Entries follow. Give back exactly the lines starting at the one containing "put and delete." and ending at the one containing "use std::collections::HashMap;", and no other lines.

(Saved data entries)
○ ○ ○ ○
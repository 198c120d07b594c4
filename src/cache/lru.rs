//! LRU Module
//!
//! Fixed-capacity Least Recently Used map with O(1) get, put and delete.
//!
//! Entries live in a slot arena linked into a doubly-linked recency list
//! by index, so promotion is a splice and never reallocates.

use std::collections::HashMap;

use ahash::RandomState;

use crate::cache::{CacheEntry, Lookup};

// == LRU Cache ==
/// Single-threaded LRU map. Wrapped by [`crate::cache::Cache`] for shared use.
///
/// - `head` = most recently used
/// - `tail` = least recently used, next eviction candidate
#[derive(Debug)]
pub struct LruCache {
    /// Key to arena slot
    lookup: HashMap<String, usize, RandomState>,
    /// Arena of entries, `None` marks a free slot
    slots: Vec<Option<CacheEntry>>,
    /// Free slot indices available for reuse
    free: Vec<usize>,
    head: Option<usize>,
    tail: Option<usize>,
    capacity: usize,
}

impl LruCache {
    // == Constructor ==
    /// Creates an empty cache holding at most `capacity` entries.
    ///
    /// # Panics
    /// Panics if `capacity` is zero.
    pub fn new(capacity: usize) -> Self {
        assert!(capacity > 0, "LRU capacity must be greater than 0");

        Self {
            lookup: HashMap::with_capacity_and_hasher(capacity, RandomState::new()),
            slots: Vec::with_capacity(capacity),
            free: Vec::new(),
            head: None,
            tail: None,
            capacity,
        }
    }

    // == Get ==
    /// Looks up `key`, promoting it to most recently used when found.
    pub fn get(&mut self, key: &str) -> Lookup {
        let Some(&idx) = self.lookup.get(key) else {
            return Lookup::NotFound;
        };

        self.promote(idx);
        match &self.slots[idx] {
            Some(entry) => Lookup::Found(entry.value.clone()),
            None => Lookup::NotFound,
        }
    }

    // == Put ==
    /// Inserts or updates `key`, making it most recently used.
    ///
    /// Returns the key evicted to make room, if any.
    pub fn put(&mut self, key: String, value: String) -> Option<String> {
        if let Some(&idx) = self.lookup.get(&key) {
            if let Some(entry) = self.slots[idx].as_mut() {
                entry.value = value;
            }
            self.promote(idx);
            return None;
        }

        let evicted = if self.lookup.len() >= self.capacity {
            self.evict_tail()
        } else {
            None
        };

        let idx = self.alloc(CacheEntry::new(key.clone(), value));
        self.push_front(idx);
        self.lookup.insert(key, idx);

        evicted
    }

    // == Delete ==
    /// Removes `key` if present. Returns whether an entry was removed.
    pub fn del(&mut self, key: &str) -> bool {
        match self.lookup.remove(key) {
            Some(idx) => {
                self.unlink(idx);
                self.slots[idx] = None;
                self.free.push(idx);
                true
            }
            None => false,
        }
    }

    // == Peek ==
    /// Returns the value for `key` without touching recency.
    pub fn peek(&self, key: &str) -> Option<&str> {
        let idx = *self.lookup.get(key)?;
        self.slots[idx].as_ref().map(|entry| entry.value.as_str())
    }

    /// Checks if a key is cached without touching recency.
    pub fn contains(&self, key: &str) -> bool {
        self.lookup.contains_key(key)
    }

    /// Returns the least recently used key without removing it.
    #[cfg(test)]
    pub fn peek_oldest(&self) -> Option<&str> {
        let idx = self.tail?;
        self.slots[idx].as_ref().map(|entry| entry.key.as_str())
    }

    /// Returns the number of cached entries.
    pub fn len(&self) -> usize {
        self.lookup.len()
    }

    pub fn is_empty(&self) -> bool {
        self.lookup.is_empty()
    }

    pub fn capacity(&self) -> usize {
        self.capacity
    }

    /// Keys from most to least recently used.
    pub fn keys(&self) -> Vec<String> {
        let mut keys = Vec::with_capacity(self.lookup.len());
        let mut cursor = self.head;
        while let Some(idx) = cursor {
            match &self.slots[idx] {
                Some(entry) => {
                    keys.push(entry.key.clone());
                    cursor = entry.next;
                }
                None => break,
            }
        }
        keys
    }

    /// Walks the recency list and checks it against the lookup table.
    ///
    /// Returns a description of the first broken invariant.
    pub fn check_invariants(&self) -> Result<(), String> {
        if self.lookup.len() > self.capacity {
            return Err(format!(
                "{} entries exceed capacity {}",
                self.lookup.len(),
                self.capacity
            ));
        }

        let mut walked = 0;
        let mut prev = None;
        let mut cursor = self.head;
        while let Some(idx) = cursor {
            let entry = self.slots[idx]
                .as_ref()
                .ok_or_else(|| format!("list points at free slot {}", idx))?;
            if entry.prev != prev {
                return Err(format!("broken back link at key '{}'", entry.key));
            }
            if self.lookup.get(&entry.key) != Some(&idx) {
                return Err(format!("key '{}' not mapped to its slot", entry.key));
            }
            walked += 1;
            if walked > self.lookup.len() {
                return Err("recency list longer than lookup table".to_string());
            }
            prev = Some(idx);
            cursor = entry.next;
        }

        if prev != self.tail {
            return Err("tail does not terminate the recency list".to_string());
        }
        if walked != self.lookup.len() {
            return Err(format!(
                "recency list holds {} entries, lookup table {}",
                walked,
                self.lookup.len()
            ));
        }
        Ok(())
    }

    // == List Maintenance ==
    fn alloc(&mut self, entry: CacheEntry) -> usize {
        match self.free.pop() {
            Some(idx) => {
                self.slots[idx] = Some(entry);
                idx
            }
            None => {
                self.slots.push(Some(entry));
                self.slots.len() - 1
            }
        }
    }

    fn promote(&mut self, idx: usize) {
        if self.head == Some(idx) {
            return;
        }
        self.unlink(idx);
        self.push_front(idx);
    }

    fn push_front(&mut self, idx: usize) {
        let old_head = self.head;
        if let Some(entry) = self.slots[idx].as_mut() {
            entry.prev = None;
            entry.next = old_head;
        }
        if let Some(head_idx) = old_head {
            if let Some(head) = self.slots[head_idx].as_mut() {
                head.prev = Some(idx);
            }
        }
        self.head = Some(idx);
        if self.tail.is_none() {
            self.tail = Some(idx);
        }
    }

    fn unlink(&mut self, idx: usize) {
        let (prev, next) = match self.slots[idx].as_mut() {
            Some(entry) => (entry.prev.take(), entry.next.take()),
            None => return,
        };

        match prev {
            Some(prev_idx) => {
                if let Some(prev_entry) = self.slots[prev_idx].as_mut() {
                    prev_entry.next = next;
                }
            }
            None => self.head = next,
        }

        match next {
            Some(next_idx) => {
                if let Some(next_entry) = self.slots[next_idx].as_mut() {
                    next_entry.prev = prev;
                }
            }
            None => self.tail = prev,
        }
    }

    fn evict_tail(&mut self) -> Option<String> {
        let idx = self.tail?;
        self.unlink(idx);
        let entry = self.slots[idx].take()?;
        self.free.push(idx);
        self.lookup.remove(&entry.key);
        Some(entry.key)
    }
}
○ ○ ○ ○
▶ _SOLUTION TO THE PROBLEM_
//! Fixed-capacity Least Recently Used map with O(1) get, put and delete.
//!
//! Entries live in a slot arena linked into a doubly-linked recency list
//! by index, so promotion is a splice and never reallocates.

use std::collections::HashMap;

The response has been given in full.